Marty Anderson

Senior Fellow in Social Innovation

Anderson is a practitioner faculty whose area of expertise is on complex networked industries and organizations of all kinds. His role is identifying new venture or innovation opportunities. He spent 20 years as a senior lecturer at Babson, and serves as the Lewis Family Distinguished Senior Lecturer in Social Innovation.

He travels the world documenting technologies that are rapidly changing networked human behavior at many levels.

Anderson has 30 years of international commercial and research experience in more than 40 nations. Before Babson he worked on large scale corporate turn-arounds that involved realigning entire demand and supply chains, and global sponsored research programs at MIT. Since coming to Babson he has done similar work in executive education and consulting on all continents.

For 10 years he watched first hand as more than six billion mobile devices were deployed in all areas of the world, and has been tracking how this network is changing global human systems in: media, education, communication, health care, and in basic infrastructure (water, energy, food, housing).

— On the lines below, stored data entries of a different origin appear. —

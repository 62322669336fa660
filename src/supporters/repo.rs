use anyhow::Context;
use sqlx::{PgExecutor, PgPool};

use super::repo_types::SupporterEntry;
use crate::{
    petitions::repo_types::PetitionId, tiers::repo_types::TierId, users::repo_types::UserId,
};

/// Supporters of a petition, newest first.
pub async fn list_by_petition(db: &PgPool, petition_id: PetitionId) -> anyhow::Result<Vec<SupporterEntry>> {
    let rows = sqlx::query_as::<_, SupporterEntry>(
        r#"
        SELECT s.id AS support_id,
               s.support_tier_id,
               s.message,
               s.user_id AS supporter_id,
               u.first_name AS supporter_first_name,
               u.last_name AS supporter_last_name,
               s.created_at AS timestamp
          FROM supporter s
          JOIN users u ON u.id = s.user_id
         WHERE s.petition_id = $1
         ORDER BY s.created_at DESC, s.id DESC
        "#,
    )
    .bind(petition_id)
    .fetch_all(db)
    .await
    .context("list supporters")?;
    Ok(rows)
}

/// Tiers of `petition_id` that `user_id` already backs.
pub async fn tiers_supported_by(
    db: impl PgExecutor<'_>,
    petition_id: PetitionId,
    user_id: UserId,
) -> anyhow::Result<Vec<TierId>> {
    let rows = sqlx::query_as::<_, (TierId,)>(
        "SELECT support_tier_id FROM supporter WHERE petition_id = $1 AND user_id = $2",
    )
    .bind(petition_id)
    .bind(user_id)
    .fetch_all(db)
    .await
    .context("list tiers supported by user")?;
    Ok(rows.into_iter().map(|(t,)| t).collect())
}

pub async fn insert(
    db: impl PgExecutor<'_>,
    petition_id: PetitionId,
    tier_id: TierId,
    user_id: UserId,
    message: Option<&str>,
) -> anyhow::Result<i32> {
    let (id,) = sqlx::query_as::<_, (i32,)>(
        r#"
        INSERT INTO supporter (petition_id, support_tier_id, user_id, message)
        VALUES ($1, $2, $3, $4)
        RETURNING id
        "#,
    )
    .bind(petition_id)
    .bind(tier_id)
    .bind(user_id)
    .bind(message)
    .fetch_one(db)
    .await
    .context("insert supporter")?;
    Ok(id)
}
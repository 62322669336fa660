use anyhow::Context;
use serde::Deserialize;

#[derive(Debug, Clone, Deserialize)]
pub struct JwtConfig {
    pub secret: String,
    pub issuer: String,
    pub audience: String,
    pub ttl_minutes: i64,
}

/// S3-compatible object store holding petition and user images.
#[derive(Debug, Clone, Deserialize)]
pub struct StorageConfig {
    pub endpoint: String,
    pub bucket: String,
    pub access_key: String,
    pub secret_key: String,
    pub region: String,
}

#[derive(Debug, Clone, Deserialize)]
pub struct AppConfig {
    pub database_url: String,
    pub jwt: JwtConfig,
    pub storage: StorageConfig,
}

impl AppConfig {
    pub fn from_env() -> anyhow::Result<Self> {
        let database_url = required("DATABASE_URL")?;
        let jwt = JwtConfig {
            secret: required("JWT_SECRET")?,
            issuer: std::env::var("JWT_ISSUER").unwrap_or_else(|_| "petitionhub".into()),
            audience: std::env::var("JWT_AUDIENCE")
                .unwrap_or_else(|_| "petitionhub-users".into()),
            ttl_minutes: std::env::var("JWT_TTL_MINUTES")
                .ok()
                .and_then(|v| v.parse::<i64>().ok())
                .unwrap_or(60 * 24),
        };
        let storage = StorageConfig {
            endpoint: required("S3_ENDPOINT")?,
            bucket: required("S3_BUCKET")?,
            access_key: required("S3_ACCESS_KEY")?,
            secret_key: required("S3_SECRET_KEY")?,
            region: std::env::var("S3_REGION").unwrap_or_else(|_| "us-east-1".into()),
        };
        Ok(Self {
            database_url,
            jwt,
            storage,
        })
    }
}

fn required(key: &str) -> anyhow::Result<String> {
    std::env::var(key).with_context(|| format!("missing env var {key}"))
}
use axum::{
    extract::{Path, State},
    http::StatusCode,
    routing::get,
    Json, Router,
};
use tracing::instrument;

use super::{dto::AddSupporterRequest, repo_types::SupporterEntry, services};
use crate::{auth::AuthUser, error::AppResult, params::parse_id, state::AppState};

pub fn supporter_routes() -> Router<AppState> {
    Router::new().route(
        "/petitions/:id/supporters",
        get(list_supporters).post(add_supporter),
    )
}

#[instrument(skip(state))]
pub async fn list_supporters(
    State(state): State<AppState>,
    Path(id): Path<String>,
) -> AppResult<Json<Vec<SupporterEntry>>> {
    let petition_id = parse_id(&id, "petition")?;
    Ok(Json(services::list(&state, petition_id).await?))
}

#[instrument(skip(state, payload))]
pub async fn add_supporter(
    State(state): State<AppState>,
    Path(id): Path<String>,
    AuthUser(actor): AuthUser,
    Json(payload): Json<AddSupporterRequest>,
) -> AppResult<StatusCode> {
    let petition_id = parse_id(&id, "petition")?;
    services::add(&state, actor, petition_id, payload).await?;
    Ok(StatusCode::CREATED)
}
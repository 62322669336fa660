use serde::Deserialize;

use crate::tiers::repo_types::TierId;

#[derive(Debug, Deserialize)]
#[serde(rename_all = "camelCase")]
pub struct AddSupporterRequest {
    pub support_tier_id: TierId,
    #[serde(default)]
    pub message: Option<String>,
}

impl AddSupporterRequest {
    /// Blank messages are stored as absent.
    pub fn message(&self) -> Option<&str> {
        self.message.as_deref().filter(|m| !m.trim().is_empty())
    }
}
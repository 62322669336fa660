use serde::{Deserialize, Serialize};

use super::{
    query::{SearchFilters, SortBy},
    repo_types::{CategoryId, PetitionId, PetitionSummary},
};
use crate::{
    error::{AppError, AppResult},
    params::lenient_int,
    tiers::dto::NewTier,
};

#[derive(Debug, Deserialize)]
#[serde(rename_all = "camelCase")]
pub struct CreatePetitionRequest {
    pub title: String,
    pub description: String,
    pub category_id: CategoryId,
    pub support_tiers: Vec<NewTier>,
}

#[derive(Debug, Default, Deserialize)]
#[serde(rename_all = "camelCase")]
pub struct PatchPetitionRequest {
    pub title: Option<String>,
    pub description: Option<String>,
    pub category_id: Option<CategoryId>,
}

#[derive(Debug, Serialize)]
#[serde(rename_all = "camelCase")]
pub struct CreatedPetitionResponse {
    pub petition_id: PetitionId,
}

#[derive(Debug, Serialize)]
pub struct SearchResponse {
    pub petitions: Vec<PetitionSummary>,
    pub count: usize,
}

/// `GET /petitions` query string, read from raw pairs so `categoryIds` can
/// repeat.
#[derive(Debug, Default, PartialEq, Eq)]
pub struct SearchParams {
    pub filters: SearchFilters,
    pub start_index: Option<usize>,
    pub count: Option<usize>,
}

fn window_bound(raw: Option<&str>, name: &str) -> AppResult<Option<usize>> {
    match lenient_int(raw) {
        None => Ok(None),
        Some(n) if n < 0 => Err(AppError::bad_request(format!("{name} must not be negative"))),
        Some(n) => Ok(Some(n as usize)),
    }
}

fn last_value<'a>(pairs: &'a [(String, String)], key: &str) -> Option<&'a str> {
    pairs
        .iter()
        .rev()
        .find(|(k, _)| k == key)
        .map(|(_, v)| v.as_str())
}

impl SearchParams {
    pub fn from_pairs(pairs: &[(String, String)]) -> AppResult<Self> {
        let last = |key: &str| last_value(pairs, key);

        let category_ids = pairs
            .iter()
            .filter(|(k, _)| k == "categoryIds" || k == "categoryIds[]")
            .flat_map(|(_, v)| v.split(','))
            .filter_map(|v| lenient_int(Some(v)))
            .collect();

        let sort_by = match last("sortBy") {
            Some(s) => s.parse::<SortBy>()?,
            None => SortBy::default(),
        };

        Ok(Self {
            filters: SearchFilters {
                q: last("q").map(str::to_string),
                category_ids,
                supporting_cost: lenient_int(last("supportingCost")),
                owner_id: lenient_int(last("ownerId")),
                supporter_id: lenient_int(last("supporterId")),
                sort_by,
            },
            start_index: window_bound(last("startIndex"), "startIndex")?,
            count: window_bound(last("count"), "count")?,
        })
    }
}

#[cfg(test)]
mod tests {
    use super::*;

    fn pairs(raw: &[(&str, &str)]) -> Vec<(String, String)> {
        raw.iter().map(|(k, v)| (k.to_string(), v.to_string())).collect()
    }

    #[test]
    fn empty_query_is_default_search() {
        let p = SearchParams::from_pairs(&[]).unwrap();
        assert_eq!(p, SearchParams::default());
        assert_eq!(p.filters.sort_by, SortBy::CreatedAsc);
    }

    #[test]
    fn repeated_category_ids_accumulate() {
        let p = SearchParams::from_pairs(&pairs(&[
            ("categoryIds", "1"),
            ("categoryIds", "3,4"),
            ("categoryIds", "x"),
        ]))
        .unwrap();
        assert_eq!(p.filters.category_ids, vec![1, 3, 4]);
    }

    #[test]
    fn invalid_numbers_are_not_supplied() {
        let p = SearchParams::from_pairs(&pairs(&[
            ("ownerId", "abc"),
            ("supporterId", ""),
            ("supportingCost", "ten"),
            ("startIndex", "first"),
            ("count", "lots"),
        ]))
        .unwrap();
        assert_eq!(p.filters.owner_id, None);
        assert_eq!(p.filters.supporter_id, None);
        assert_eq!(p.filters.supporting_cost, None);
        assert_eq!(p.start_index, None);
        assert_eq!(p.count, None);
        assert!(p.filters.clauses().is_empty());
    }

    #[test]
    fn numbers_and_sort_are_read() {
        let p = SearchParams::from_pairs(&pairs(&[
            ("q", "kiwi"),
            ("supportingCost", "7"),
            ("ownerId", "2"),
            ("sortBy", "COST_DESC"),
            ("startIndex", "5"),
            ("count", "10"),
        ]))
        .unwrap();
        assert_eq!(p.filters.q.as_deref(), Some("kiwi"));
        assert_eq!(p.filters.supporting_cost, Some(7));
        assert_eq!(p.filters.owner_id, Some(2));
        assert_eq!(p.filters.sort_by, SortBy::CostDesc);
        assert_eq!(p.start_index, Some(5));
        assert_eq!(p.count, Some(10));
    }

    #[test]
    fn unknown_sort_and_negative_window_are_bad_requests() {
        assert!(matches!(
            SearchParams::from_pairs(&pairs(&[("sortBy", "RANDOM")])),
            Err(AppError::BadRequest(_))
        ));
        assert!(matches!(
            SearchParams::from_pairs(&pairs(&[("startIndex", "-1")])),
            Err(AppError::BadRequest(_))
        ));
        assert!(matches!(
            SearchParams::from_pairs(&pairs(&[("count", "-5")])),
            Err(AppError::BadRequest(_))
        ));
    }
}
use serde::Serialize;
use sqlx::FromRow;

use crate::petitions::repo_types::PetitionId;

pub type TierId = i32;

#[derive(Debug, Clone, Serialize, FromRow, PartialEq, Eq)]
#[serde(rename_all = "camelCase")]
pub struct SupportTier {
    #[serde(rename = "supportTierId")]
    pub id: TierId,
    #[serde(skip_serializing)]
    pub petition_id: PetitionId,
    pub title: String,
    pub description: String,
    pub cost: i32,
}

/// Columns a tier edit actually changes.
#[derive(Debug, Default, Clone, PartialEq, Eq)]
pub struct TierChanges {
    pub title: Option<String>,
    pub description: Option<String>,
    pub cost: Option<i32>,
}

impl TierChanges {
    pub fn is_empty(&self) -> bool {
        self.title.is_none() && self.description.is_none() && self.cost.is_none()
    }
}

Anderson travels these ecosystems with colleagues capturing changes and opportunities on video, which is then assembled into “living cases” that seek to “bring the action” to people who cannot travel to it. He and colleagues are experimenting with VR to enhance this.

Recently he worked with the Lancet Commission on Global surgery to help document the deployment of laparoscopic surgery in Mongolia.

He is currently working on projects involving global healthcare, genomic innovations in water and waste, the conversion of electric grids to solar/wind, wearables, the infrastructure required for autonomous vehicles, and “the internet of things” that seeks to link all these together.